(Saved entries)
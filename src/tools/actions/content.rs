//! cache_content：把当前发现暂存进记忆，供后续步骤与最终答案使用

use async_trait::async_trait;
use schemars::JsonSchema;
use serde::Deserialize;
use serde_json::Value;

use crate::browser::BrowserActuator;
use crate::core::AgentError;
use crate::tools::schema::{parse_args, schema_of};
use crate::tools::{Action, ActionResult};

#[derive(Debug, Deserialize, JsonSchema)]
pub struct CacheContentArgs {
    /// 要记住的内容
    pub content: String,
}

pub struct CacheContentAction;

#[async_trait]
impl Action for CacheContentAction {
    fn name(&self) -> &str {
        "cache_content"
    }

    fn description(&self) -> &str {
        "Cache what you have found so far from the current page for future use"
    }

    fn parameters_schema(&self) -> Value {
        schema_of::<CacheContentArgs>()
    }

    async fn execute(
        &self,
        args: Value,
        _browser: &dyn BrowserActuator,
    ) -> Result<ActionResult, AgentError> {
        let args: CacheContentArgs = parse_args(self.name(), args)?;
        Ok(ActionResult::ok(format!("Cached findings: {}", args.content)))
    }
}
//! 动作参数 JSON Schema：schemars 生成 + 派发前校验
//!
//! 每个动作的参数结构体派生 JsonSchema，生成的 schema 一方面注入 system prompt，
//! 另一方面在注册时编译为 jsonschema 校验器，派发前校验模型给出的原始参数。

use jsonschema::{Draft, JSONSchema};
use schemars::{schema_for, JsonSchema};
use serde::de::DeserializeOwned;
use serde_json::{Map, Value};

use crate::core::AgentError;

/// 无参数动作使用的 schema
pub fn empty_schema() -> Value {
    serde_json::json!({
        "type": "object",
        "properties": {},
        "required": []
    })
}

/// 由参数类型生成 JSON Schema
pub fn schema_of<T: JsonSchema>() -> Value {
    serde_json::to_value(schema_for!(T)).unwrap_or_else(|_| empty_schema())
}

/// schema 中的必填字段
pub fn required_fields(schema: &Value) -> Vec<&str> {
    schema
        .get("required")
        .and_then(Value::as_array)
        .map(|r| r.iter().filter_map(Value::as_str).collect())
        .unwrap_or_default()
}

/// 编译后的参数校验器：每个动作注册时编译一次（Draft 7，与 schemars 输出一致）
pub struct ArgsValidator {
    compiled: JSONSchema,
    accepts_empty: bool,
}

impl ArgsValidator {
    pub fn compile(schema: &Value) -> Result<Self, String> {
        let compiled = JSONSchema::options()
            .with_draft(Draft::Draft7)
            .compile(schema)
            .map_err(|e| format!("schema compile: {e}"))?;
        Ok(Self {
            compiled,
            accepts_empty: required_fields(schema).is_empty(),
        })
    }

    /// 校验原始参数；返回第一条人类可读的诊断信息
    ///
    /// - null 视为 `{}`
    /// - schema 没有必填字段时，空参数直接通过
    pub fn validate(&self, args: &Value) -> Result<(), String> {
        let empty = Value::Object(Map::new());
        let args = if args.is_null() { &empty } else { args };
        if self.accepts_empty && args.as_object().is_some_and(Map::is_empty) {
            return Ok(());
        }
        if let Err(errors) = self.compiled.validate(args) {
            let first = errors
                .into_iter()
                .next()
                .map(|err| {
                    let path = err.instance_path.to_string();
                    if path.is_empty() {
                        err.to_string()
                    } else {
                        format!("{path}: {err}")
                    }
                })
                .unwrap_or_else(|| "schema validation failed".to_string());
            return Err(first);
        }
        Ok(())
    }
}

/// 一次性校验（编译 + 校验）；热路径请用注册时编译好的 ArgsValidator
pub fn validate_args(schema: &Value, args: &Value) -> Result<(), String> {
    ArgsValidator::compile(schema)?.validate(args)
}

/// 把（已校验的）参数反序列化为具体类型；null 视为 `{}`
pub fn parse_args<T: DeserializeOwned>(action: &str, args: Value) -> Result<T, AgentError> {
    let args = if args.is_null() {
        Value::Object(Map::new())
    } else {
        args
    };
    serde_json::from_value(args).map_err(|e| AgentError::Validation {
        action: action.to_string(),
        message: e.to_string(),
    })
}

◆ Task brief
Please go through the data above and copy each line containing the word "compiled".

◆ Answer to this problem
    compiled: JSONSchema,
        let compiled = JSONSchema::options()
            compiled,
        if let Err(errors) = self.compiled.validate(args) {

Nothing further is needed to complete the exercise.